**Problem requirements**
Count only the lines of the records that hold "ErrorCode", then give the number without any other words.

**Exercise inputs**
···
//! Integration tests for junction reconstruction against the mock provider

use ferro_sv::annotation::{Gene, GeneFile, Interval, MockAnnotationProvider, Strand, Transcript};
use ferro_sv::config::ReconstructConfig;
use ferro_sv::junction::{Reconstructor, StructuralAnalysis, VariantAnalysis};
use ferro_sv::structure::BreakpointSide;
use ferro_sv::variant::{VariantRecord, VariantRequest, VariantType};
use ferro_sv::{ErrorCode, FerroError};

fn reconstructor_for(provider: MockAnnotationProvider) -> Reconstructor<MockAnnotationProvider> {
    let context = provider.reference().clone();
    Reconstructor::new(provider, context)
}

fn reconstructor() -> Reconstructor<MockAnnotationProvider> {
    reconstructor_for(MockAnnotationProvider::with_test_data())
}

fn gene_file() -> GeneFile {
    GeneFile::new(100, "genes.gtf")
}

fn structural(record: &VariantRecord) -> StructuralAnalysis {
    let analysis = reconstructor()
        .analyze_record(record, Some(&gene_file()))
        .unwrap();
    match analysis {
        VariantAnalysis::Structural(analysis) => *analysis,
        VariantAnalysis::Short(_) => panic!("expected a structural analysis"),
    }
}

// =============================================================================
// Deletion / inversion / duplication
// =============================================================================

#[test]
fn test_deletion_joins_two_genes() {
    let analysis = structural(&VariantRecord::symbolic(1, 100, 500, VariantType::Del));

    assert_eq!(analysis.chromosomes, vec!["1"]);
    assert_eq!(analysis.breakpoints.len(), 2);
    assert_eq!(analysis.connections.len(), 1);
    let names: Vec<&str> = analysis.genes.iter().map(|g| g.name.as_str()).collect();
    assert_eq!(names, vec!["ALPHA", "BETA"]);

    assert_eq!(analysis.alt_structures.len(), 1);
    let structure = &analysis.alt_structures[0];
    assert_eq!(structure.gene_names(), vec!["ALPHA", "BETA"]);
    assert_eq!(structure.breakpoint, 70);
    assert_eq!(structure.total_exons_length, 370);
    assert_eq!(structure.chromosome.as_ref().and_then(|c| c.id), Some(1));
    assert!(analysis.duplicated_gene_names.is_none());
}

#[test]
fn test_deletion_structure_is_gap_free() {
    let analysis = structural(&VariantRecord::symbolic(1, 100, 500, VariantType::Del));
    let exons = &analysis.alt_structures[0].consensus_exons;
    for pair in exons.windows(2) {
        assert_eq!(pair[0].relative.end + 1, pair[1].relative.start);
    }
    assert_eq!(exons[0].relative.start, 0);
}

#[test]
fn test_inversion_yields_two_structures() {
    let analysis = structural(&VariantRecord::symbolic(1, 100, 500, VariantType::Inv));
    assert_eq!(analysis.connections.len(), 2);
    assert_eq!(analysis.alt_structures.len(), 2);
    for structure in &analysis.alt_structures {
        assert_eq!(structure.gene_names(), vec!["ALPHA", "BETA"]);
        assert!(structure.breakpoint > 0);
        assert!(structure.consensus_exons.iter().any(|e| e.is_breakpoint()));
    }
}

#[test]
fn test_inversion_flags_joining_exons() {
    // both ends fall inside exons: ALPHA at relative 69, BETA at relative 149
    let analysis = structural(&VariantRecord::symbolic(1, 100, 600, VariantType::Inv));
    assert_eq!(analysis.alt_structures.len(), 2);

    let forward = &analysis.alt_structures[0];
    assert_eq!(forward.breakpoint, 70);
    let backward = &analysis.alt_structures[1];
    assert_eq!(backward.breakpoint, 131);

    for structure in [forward, backward] {
        let exons = &structure.consensus_exons;
        assert_eq!(exons[1].gene_name, "ALPHA");
        assert_eq!(exons[1].breakpoint, Some(BreakpointSide::End));
        assert_eq!(exons[2].gene_name, "BETA");
        assert_eq!(exons[2].breakpoint, Some(BreakpointSide::Start));
        assert_eq!(exons[2].relative.start, structure.breakpoint);
        assert_eq!(exons.iter().filter(|e| e.is_breakpoint()).count(), 2);
    }
}

#[test]
fn test_duplication_across_genes() {
    let analysis = structural(&VariantRecord::symbolic(1, 250, 12_000, VariantType::Dup));
    assert_eq!(analysis.alt_structures.len(), 3);
    assert_eq!(analysis.alt_structures[0].gene_names(), vec!["ALPHA"]);
    assert_eq!(analysis.alt_structures[1].gene_names(), vec!["GAMMA", "ALPHA"]);
    assert_eq!(analysis.alt_structures[2].gene_names(), vec!["GAMMA"]);
    // BETA lies inside the duplicated region without being hit
    assert_eq!(analysis.duplicated_gene_names, Some(vec!["BETA".to_string()]));
}

#[test]
fn test_duplication_inside_one_gene() {
    let analysis = structural(&VariantRecord::symbolic(1, 11_000, 16_000, VariantType::Dup));
    assert_eq!(analysis.alt_structures.len(), 1);
    assert_eq!(analysis.alt_structures[0].gene_names(), vec!["GAMMA"]);
    assert!(analysis.duplicated_gene_names.is_none());
}

#[test]
fn test_breakpoint_without_gene_gets_placeholder() {
    let analysis = structural(&VariantRecord::symbolic(1, 5_000, 10_500, VariantType::Del));
    let structure = &analysis.alt_structures[0];
    assert_eq!(structure.gene_names(), vec!["empty_0", "GAMMA"]);
    // placeholder is a quarter of the empty gene length
    assert_eq!(structure.breakpoint, 5);
    assert!(structure.consensus_exons[0].is_placeholder());
    assert!(analysis.genes[0].gene.is_empty());
}

#[test]
fn test_placeholder_length_follows_config() {
    let provider = MockAnnotationProvider::with_test_data();
    let context = provider.reference().clone();
    let config = ReconstructConfig {
        empty_gene_length: 40,
        ..Default::default()
    };
    let reconstructor = Reconstructor::with_config(provider, context, config);
    let record = VariantRecord::symbolic(1, 5_000, 10_500, VariantType::Del);
    let analysis = reconstructor
        .analyze_record(&record, Some(&gene_file()))
        .unwrap();
    assert_eq!(analysis.structural().unwrap().alt_structures[0].breakpoint, 10);
}

#[test]
fn test_structural_variant_without_gene_file_fails() {
    let record = VariantRecord::symbolic(1, 100, 500, VariantType::Del);
    let err = reconstructor().analyze_record(&record, None).unwrap_err();
    assert_eq!(err, FerroError::NoAnnotationAvailable);
    assert_eq!(err.code(), ErrorCode::NoAnnotationAvailable);
    assert_eq!(err.to_string(), "No genes file is available");

    // a short variant is still described without annotation
    let record = VariantRecord::snv(1, 120, 'A', 'G');
    assert!(reconstructor().analyze_record(&record, None).unwrap().short().is_some());
}

// =============================================================================
// Breakends
// =============================================================================

#[test]
fn test_inter_chromosomal_breakend_is_labelled_only() {
    let record = VariantRecord::breakend(1, 150, "G", &["G[2:1500["]);
    let analysis = structural(&record);

    assert!(analysis.variant.inter_chromosome);
    assert_eq!(analysis.chromosomes, vec!["1", "2"]);
    assert_eq!(analysis.breakpoints[1].chromosome.id, Some(2));
    let names: Vec<&str> = analysis.genes.iter().map(|g| g.name.as_str()).collect();
    assert_eq!(names, vec!["ALPHA", "DELTA"]);

    assert!(analysis.alt_structures.is_empty());
    assert_eq!(analysis.junction_labels.len(), 1);
    assert_eq!(analysis.junction_labels[0].connection_index, 0);
    assert_eq!(analysis.junction_labels[0].label, "1:150 -> 2:1500");
}

#[test]
fn test_unknown_mate_chromosome_is_empty() {
    let record = VariantRecord::breakend(1, 150, "G", &["G[chrUn:1500["]);
    let analysis = structural(&record);
    assert_eq!(analysis.breakpoints[1].gene().map(|g| g.name()), Some("empty_1"));
    assert!(analysis.alt_structures.is_empty());
    assert_eq!(analysis.junction_labels[0].label, "1:150 -> chrUn:1500");
}

#[test]
fn test_intra_chromosomal_breakend_is_reconstructed() {
    let record = VariantRecord::breakend(1, 150, "G", &["G[1:500["]);
    let analysis = structural(&record);
    assert!(!analysis.variant.inter_chromosome);
    assert!(analysis.junction_labels.is_empty());
    assert_eq!(analysis.alt_structures.len(), 1);
    let structure = &analysis.alt_structures[0];
    assert_eq!(structure.chromosome.as_ref().and_then(|c| c.id), Some(1));
    let last = structure.consensus_exons.last().map_or(0, |e| e.relative.end + 1);
    assert_eq!(structure.total_exons_length, last);
}

// =============================================================================
// Errors
// =============================================================================

#[test]
fn test_unsupported_type() {
    let record = VariantRecord::symbolic(1, 100, 500, VariantType::Other("CNV".to_string()));
    let err = reconstructor()
        .analyze_record(&record, Some(&gene_file()))
        .unwrap_err();
    assert_eq!(err.code(), ErrorCode::UnsupportedVariantType);
    assert_eq!(err.to_string(), "'CNV' variant visualization is not supported.");
}

#[test]
fn test_fetch_failure_surfaces_as_unavailable() {
    let r = reconstructor_for(MockAnnotationProvider::with_test_data().fail_fetches(true));
    let err = r
        .analyze(&VariantRequest::new(7, 1, 100), Some(&gene_file()))
        .unwrap_err();
    assert_eq!(err.code(), ErrorCode::VariantInfoUnavailable);
}

#[test]
fn test_invalid_breakend_is_not_hidden() {
    let record = VariantRecord::breakend(1, 150, "G", &["G[2:15x0["]);
    let err = reconstructor()
        .analyze_record(&record, Some(&gene_file()))
        .unwrap_err();
    assert!(matches!(err, FerroError::InvalidBreakend { .. }));
}

// =============================================================================
// Loading through a request
// =============================================================================

#[test]
fn test_analyze_by_request() {
    let mut provider = MockAnnotationProvider::with_test_data();
    provider.add_variant(VariantRecord::symbolic(1, 100, 500, VariantType::Del));
    let r = reconstructor_for(provider);

    let selection = r.pre_analyze().unwrap();
    let analysis = r
        .analyze(&VariantRequest::new(7, 1, 100), Some(&selection.selected))
        .unwrap();
    assert_eq!(analysis.structural().unwrap().alt_structures[0].breakpoint, 70);

    let err = r
        .analyze(&VariantRequest::new(7, 1, 101), Some(&selection.selected))
        .unwrap_err();
    assert!(matches!(err, FerroError::VariantInfoUnavailable { .. }));
}

#[test]
fn test_short_variant_features() {
    // the deletion removes bases 121..=122 of ALPHA's second exon
    let record = VariantRecord::new(1, 120, 122, "ATT", vec!["A".to_string()]);
    let analysis = reconstructor()
        .analyze_record(&record, Some(&gene_file()))
        .unwrap();
    let short = analysis.short().unwrap();
    assert_eq!(short.display_reference, "ATT");
    let allele = &short.alleles[0];
    assert_eq!(allele.display_source, "A");
    assert_eq!(allele.affected[0].name, "ALPHA");
    assert!(!allele.rows.is_empty());
}

#[test]
fn test_analysis_is_repeatable() {
    let record = VariantRecord::symbolic(1, 100, 500, VariantType::Inv);
    let r = reconstructor();
    let first = r.analyze_record(&record, Some(&gene_file())).unwrap();
    let second = r.analyze_record(&record, Some(&gene_file())).unwrap();
    assert_eq!(first, second);
}

// =============================================================================
// Selection changes
// =============================================================================

fn overlapping_genes() -> Reconstructor<MockAnnotationProvider> {
    let mut provider = MockAnnotationProvider::with_test_data();
    provider.add_gene(
        1,
        Gene::new("ANTI", 90, 400, Strand::Negative).with_transcript(Transcript::new(
            "ANTI-201",
            vec![Interval::new(0, 99), Interval::new(200, 310)],
        )),
    );
    reconstructor_for(provider)
}

fn overlapping_deletion() -> StructuralAnalysis {
    let record = VariantRecord::symbolic(1, 100, 500, VariantType::Del);
    let analysis = overlapping_genes()
        .analyze_record(&record, Some(&gene_file()))
        .unwrap();
    analysis.structural().unwrap().clone()
}

#[test]
fn test_first_resolved_gene_is_selected() {
    let analysis = overlapping_deletion();
    let names: Vec<&str> = analysis.breakpoints[0]
        .affected_genes
        .iter()
        .map(|g| g.name())
        .collect();
    assert_eq!(names, vec!["ALPHA", "ANTI"]);
    assert_eq!(analysis.alt_structures[0].gene_names(), vec!["ALPHA", "BETA"]);
}

#[test]
fn test_change_affected_gene() {
    let mut analysis = overlapping_deletion();
    analysis.change_affected_gene(0, "ANTI", 5).unwrap();
    assert_eq!(analysis.genes[0].name, "ANTI");
    assert_eq!(analysis.alt_structures[0].gene_names(), vec!["ANTI", "BETA"]);

    // switching back restores the original structure
    let original = overlapping_deletion();
    analysis.change_affected_gene(0, "ALPHA", 5).unwrap();
    assert_eq!(analysis.alt_structures, original.alt_structures);
}

#[test]
fn test_change_affected_gene_errors() {
    let mut analysis = overlapping_deletion();
    let err = analysis.change_affected_gene(0, "GAMMA", 5).unwrap_err();
    assert_eq!(err.code(), ErrorCode::UnknownGene);
    let err = analysis.change_affected_gene(9, "ALPHA", 5).unwrap_err();
    assert_eq!(err.code(), ErrorCode::InvalidConnection);
}

#[test]
fn test_change_affected_transcript() {
    let mut analysis = overlapping_deletion();
    let before = analysis.alt_structures[0].breakpoint;
    analysis
        .change_affected_transcript("ALPHA", "ALPHA-202", 5)
        .unwrap();
    let selected = analysis.breakpoints[0]
        .gene()
        .and_then(|g| g.structure())
        .and_then(|s| s.selected_transcript.clone());
    assert_eq!(selected.as_deref(), Some("ALPHA-202"));
    assert_ne!(analysis.alt_structures[0].breakpoint, before);

    let err = analysis
        .change_affected_transcript("ALPHA", "ALPHA-999", 5)
        .unwrap_err();
    assert_eq!(err.code(), ErrorCode::UnknownTranscript);
    let err = analysis
        .change_affected_transcript("ZETA", "ZETA-201", 5)
        .unwrap_err();
    assert_eq!(err.code(), ErrorCode::UnknownGene);
}

#[test]
fn test_rebuild_is_idempotent() {
    let mut analysis = overlapping_deletion();
    let before = analysis.clone();
    analysis.rebuild(5).unwrap();
    assert_eq!(analysis, before);
}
···
**Response to the task**
8